First, I like Tim Kessler. He’s been a GF&P commissioner longer, I believe, than any other commissioner in history.

He pays attention. He works to balance sportsmen and landowner concerns. He listens to state biologists but isn’t afraid to depart from the company line.

So, liking him made it harder to write a story questioning whether it was appropriate for Kessler to propose and vote in support on an increase in the state shooting preserve pheasant limit, from 15 a day to 20 a day for more than half the seven-month preserve season.

Kessler, see, is the “landlord” of a hunting preserve operated by his brother, George, on Tim’s land up near Aberdeen. So he’s not the operator, but he’s pretty close.

On that same issue, preserve operator Mike Authier of Vivian abstained. Was that necessary? Should Kessler have abstained, too? Good questions, I think, and ones that should be discussed further by the comission.

Potential conflicts of interest are common on the comission, where landowners vote on issues that hurt or benefit landowners and hunters vote on issues that hurt of benefit hunters. So is this specific issue different? I’m not sure.

But it’s interesting, especially since one commissioner felt uncomfortable enough to abstain.

The preserve limit itself is a separate can of worms. I have mixed feelings. I can’t see why anybody would want to shoot 20 rooster pheasants in a hunt. And I agree with those who fear it casts hunting in a bad light.
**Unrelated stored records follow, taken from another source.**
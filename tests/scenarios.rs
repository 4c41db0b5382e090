//! End-to-end behavior of the two-tier allocator, driven through a backing
//! allocator that records every outstanding region. This is where the
//! conservation guarantee is checked exactly: whenever no allocation is
//! live, the backing allocator must hold nothing.

use std::alloc::Layout;
use std::cell::RefCell;
use std::collections::HashMap;

use tieralloc::{BackingAllocator, GenericAllocator, Region, LARGE_THRESHOLD};

/// Backing allocator over the std heap that tracks every region it has
/// handed out and not yet received back.
#[derive(Default)]
struct TrackingBacking {
    live: RefCell<HashMap<usize, usize>>,
}

impl TrackingBacking {
    fn new() -> Self {
        Self::default()
    }

    fn outstanding_regions(&self) -> usize {
        self.live.borrow().len()
    }

    fn outstanding_bytes(&self) -> usize {
        self.live.borrow().values().sum()
    }
}

impl BackingAllocator for TrackingBacking {
    fn allocate(&self, size: usize) -> Option<Region> {
        let layout = Layout::from_size_align(size.max(1), 64).ok()?;
        let begin = unsafe { std::alloc::alloc(layout) };
        if begin.is_null() {
            return None;
        }
        self.live.borrow_mut().insert(begin as usize, layout.size());
        Some(Region::new(begin, unsafe { begin.add(size) }))
    }

    unsafe fn release(&self, region: Region) {
        let size = self
            .live
            .borrow_mut()
            .remove(&(region.begin as usize))
            .expect("released a region that was never allocated (or twice)");
        std::alloc::dealloc(region.begin, Layout::from_size_align(size, 64).unwrap());
    }
}

#[test]
fn tiny_cycle_reuses_the_freed_slot() {
    let backing = TrackingBacking::new();
    let mut alloc = GenericAllocator::<_, 64>::new(&backing);

    // The keeper holds the bucket open; otherwise freeing the only
    // allocation releases the bucket and the follow-up allocation may land
    // in a different backing region.
    let keeper = alloc.alloc(16).unwrap();
    let first = alloc.alloc(16).unwrap();
    unsafe { alloc.dealloc(first) };
    let second = alloc.alloc(16).unwrap();
    assert_eq!(second.begin, first.begin);

    unsafe {
        alloc.dealloc(second);
        alloc.dealloc(keeper);
    }
    assert_eq!(backing.outstanding_regions(), 0);
}

#[test]
fn straddling_the_large_threshold() {
    let backing = TrackingBacking::new();
    let mut alloc = GenericAllocator::<_, 64>::new(&backing);

    // One byte below the threshold: 500 payload slots plus the header.
    let below = alloc.alloc(LARGE_THRESHOLD - 1).unwrap();
    assert_eq!(alloc.small_stats().occupied_slots(), 501);
    assert_eq!(alloc.large_allocations(), 0);

    // One byte above: straight to the backing allocator.
    let above = alloc.alloc(LARGE_THRESHOLD + 1).unwrap();
    assert_eq!(alloc.large_allocations(), 1);
    assert!(above.len() >= LARGE_THRESHOLD + 1);

    unsafe { alloc.dealloc(above) };
    assert_eq!(alloc.large_allocations(), 0);

    unsafe { alloc.dealloc(below) };
    assert_eq!(alloc.small_stats().occupied_slots(), 0);
    assert_eq!(backing.outstanding_regions(), 0);
    assert_eq!(backing.outstanding_bytes(), 0);
}

#[test]
fn growth_spills_into_new_nodes_and_shrink_undoes_it() {
    let backing = TrackingBacking::new();
    let mut alloc = GenericAllocator::<_, 64>::new(&backing);

    let blocks: Vec<Region> = (0..2000).map(|_| alloc.alloc(128).unwrap()).collect();

    let stats = alloc.small_stats();
    assert!(stats.nodes >= 2, "expected growth beyond the head node");
    // 128 bytes are two payload slots plus the header slot.
    assert_eq!(stats.occupied_slots(), 2000 * 3);

    for block in blocks.iter().rev() {
        unsafe { alloc.dealloc(*block) };
    }

    let stats = alloc.small_stats();
    assert_eq!(stats.nodes, 1);
    assert_eq!(stats.head_free_buckets, 64);
    assert_eq!(stats.occupied_slots(), 0);
    assert_eq!(backing.outstanding_regions(), 0);
}

#[test]
fn first_fit_fills_the_lowest_hole() {
    let backing = TrackingBacking::new();
    let mut alloc = GenericAllocator::<_, 64>::new(&backing);

    let blocks: Vec<Region> = (0..10).map(|_| alloc.alloc(64).unwrap()).collect();

    // A four-slot hole at the front, a two-slot hole in the middle.
    unsafe {
        alloc.dealloc(blocks[0]);
        alloc.dealloc(blocks[1]);
        alloc.dealloc(blocks[5]);
    }

    // Three slots needed; only the front hole fits, and it wins over the
    // untouched space behind the last block.
    let replacement = alloc.alloc(128).unwrap();
    assert_eq!(replacement.begin, blocks[0].begin);

    unsafe {
        alloc.dealloc(replacement);
        for block in [2, 3, 4, 6, 7, 8, 9] {
            alloc.dealloc(blocks[block]);
        }
    }
    assert_eq!(backing.outstanding_regions(), 0);
}

#[test]
fn byte_patterns_survive_neighboring_frees() {
    let backing = TrackingBacking::new();
    let mut alloc = GenericAllocator::<_, 64>::new(&backing);

    let mut blocks = Vec::new();
    for i in 0..64_usize {
        let size = 16 + (i % 7) * 48;
        let region = alloc.alloc(size).unwrap();
        unsafe { std::ptr::write_bytes(region.begin, i as u8, size) };
        blocks.push((region, size, i as u8));
    }

    // Free every third block to stir the free lists.
    for (region, _, _) in blocks.iter().skip(2).step_by(3) {
        unsafe { alloc.dealloc(*region) };
    }
    blocks = blocks
        .into_iter()
        .enumerate()
        .filter(|(i, _)| (i + 1) % 3 != 0)
        .map(|(_, block)| block)
        .collect();

    for (region, size, pattern) in &blocks {
        let bytes = unsafe { std::slice::from_raw_parts(region.begin, *size) };
        assert!(bytes.iter().all(|byte| byte == pattern));
    }

    for (region, _, _) in &blocks {
        unsafe { alloc.dealloc(*region) };
    }
    assert_eq!(backing.outstanding_regions(), 0);
}

#[test]
fn conservation_across_mixed_traffic() {
    let backing = TrackingBacking::new();
    let mut alloc = GenericAllocator::<_, 64>::new(&backing);

    let sizes = [40, 500, 33_000, 8_000, 120_000, 64, 31_999, 32_001];
    for _round in 0..5 {
        let regions: Vec<Region> = sizes.iter().map(|&size| alloc.alloc(size).unwrap()).collect();

        // Free the even positions, allocate replacements, then clear out.
        for region in regions.iter().step_by(2) {
            unsafe { alloc.dealloc(*region) };
        }
        let replacements: Vec<Region> = sizes
            .iter()
            .step_by(2)
            .map(|&size| alloc.alloc(size).unwrap())
            .collect();

        for region in regions.iter().skip(1).step_by(2) {
            unsafe { alloc.dealloc(*region) };
        }
        for region in replacements.iter().rev() {
            unsafe { alloc.dealloc(*region) };
        }

        assert_eq!(alloc.large_allocations(), 0);
        assert_eq!(alloc.small_stats().occupied_slots(), 0);
        assert_eq!(backing.outstanding_regions(), 0);
    }
}

#[test]
fn dropping_the_allocator_returns_everything() {
    let backing = TrackingBacking::new();
    let mut alloc = GenericAllocator::<_, 64>::new(&backing);

    for i in 0..50 {
        alloc.alloc(100 + i * 11).unwrap();
    }
    for _ in 0..3 {
        alloc.alloc(50_000).unwrap();
    }
    assert!(backing.outstanding_regions() > 0);
    assert_eq!(alloc.large_allocations(), 3);

    drop(alloc);
    assert_eq!(backing.outstanding_regions(), 0);
    assert_eq!(backing.outstanding_bytes(), 0);
}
But preserve owner Paul Nelson makes a fair point in pointing to 20–a-day lmits on spring snow geese, and past state limits in the regular pheasant season that ranged up to 10 per day.

I think the key issue on preserves is that they kill wild birds, about 20 percent of their annual kill, according to their records. And some of those birds are shot outside the regular season, and presumably in bag limits that exceed the regular three bird kill allowed in the regular season.

To address that, Kessler proposed an the commission pass an amendment that make the 20-bird bag revert back to 15 at the end of the regular ringneck season. Still, it’s an interesing question.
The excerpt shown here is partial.